Work to be completed = Copy out the data line by line exactly, from its start to the line bearing "pub fn resolve(&self, name: &str)", inclusive.

Working data =
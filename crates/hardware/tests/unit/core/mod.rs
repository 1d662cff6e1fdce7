//! # Core Unit Tests

/// ALU function table.
pub mod alu;


/// Engine state machine, dispatch paths, and end-to-end programs.
pub mod engine;
//! Symbol table.
//!
//! Maps label text to resolved 32-bit addresses. Populated left to right in
//! the first assembler pass and read-only afterwards. Redefining a label
//! replaces the earlier address.

use std::collections::BTreeMap;

use serde::Serialize;

/// Label to address mapping.
#[derive(Clone, Debug, Default, PartialEq, Eq, Serialize)]
#[serde(transparent)]
pub struct SymbolTable {
    labels: BTreeMap<String, u32>,
}

impl SymbolTable {
    /// Creates an empty table.
    pub const fn new() -> Self {
        Self {
            labels: BTreeMap::new(),
        }
    }

    /// Binds `name` to `addr`, returning the address it previously had.
    pub fn define(&mut self, name: &str, addr: u32) -> Option<u32> {
        let previous = self.labels.insert(name.to_string(), addr);
        if let Some(old) = previous {
            tracing::warn!(label = name, old = old, new = addr, "label redefined");
        }
        previous
    }

    /// Looks up the address bound to `name`.
    pub fn resolve(&self, name: &str) -> Option<u32> {
        self.labels.get(name).copied()
    }

    /// Iterates over `(label, address)` pairs in label order.
    pub fn iter(&self) -> impl Iterator<Item = (&str, u32)> + '_ {
        self.labels.iter().map(|(k, &v)| (k.as_str(), v))
    }

    /// Number of defined labels.
    pub fn len(&self) -> usize {
        self.labels.len()
    }

    /// Returns `true` if no label is defined.
    pub fn is_empty(&self) -> bool {
        self.labels.is_empty()
    }
}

Solution =
filename crates/hardware/tests/unit/core/mod.rs
repository 1d662cff6e1fdce7
//! # Core Unit Tests

/// ALU function table.
pub mod alu;


/// Engine state machine, dispatch paths, and end-to-end programs.
pub mod engine;
//! Symbol table.
//!
//! Maps label text to resolved 32-bit addresses. Populated left to right in
//! the first assembler pass and read-only afterwards. Redefining a label
//! replaces the earlier address.

use std::collections::BTreeMap;

use serde::Serialize;

/// Label to address mapping.
#[derive(Clone, Debug, Default, PartialEq, Eq, Serialize)]
#[serde(transparent)]
pub struct SymbolTable {
    labels: BTreeMap<String, u32>,
}

impl SymbolTable {
    /// Creates an empty table.
    pub const fn new() -> Self {
        Self {
            labels: BTreeMap::new(),
        }
    }

    /// Binds `name` to `addr`, returning the address it previously had.
    pub fn define(&mut self, name: &str, addr: u32) -> Option<u32> {
        let previous = self.labels.insert(name.to_string(), addr);
        if let Some(old) = previous {
            tracing::warn!(label = name, old = old, new = addr, "label redefined");
        }
        previous
    }

    /// Looks up the address bound to `name`.
    pub fn resolve(&self, name: &str) -> Option<u32> {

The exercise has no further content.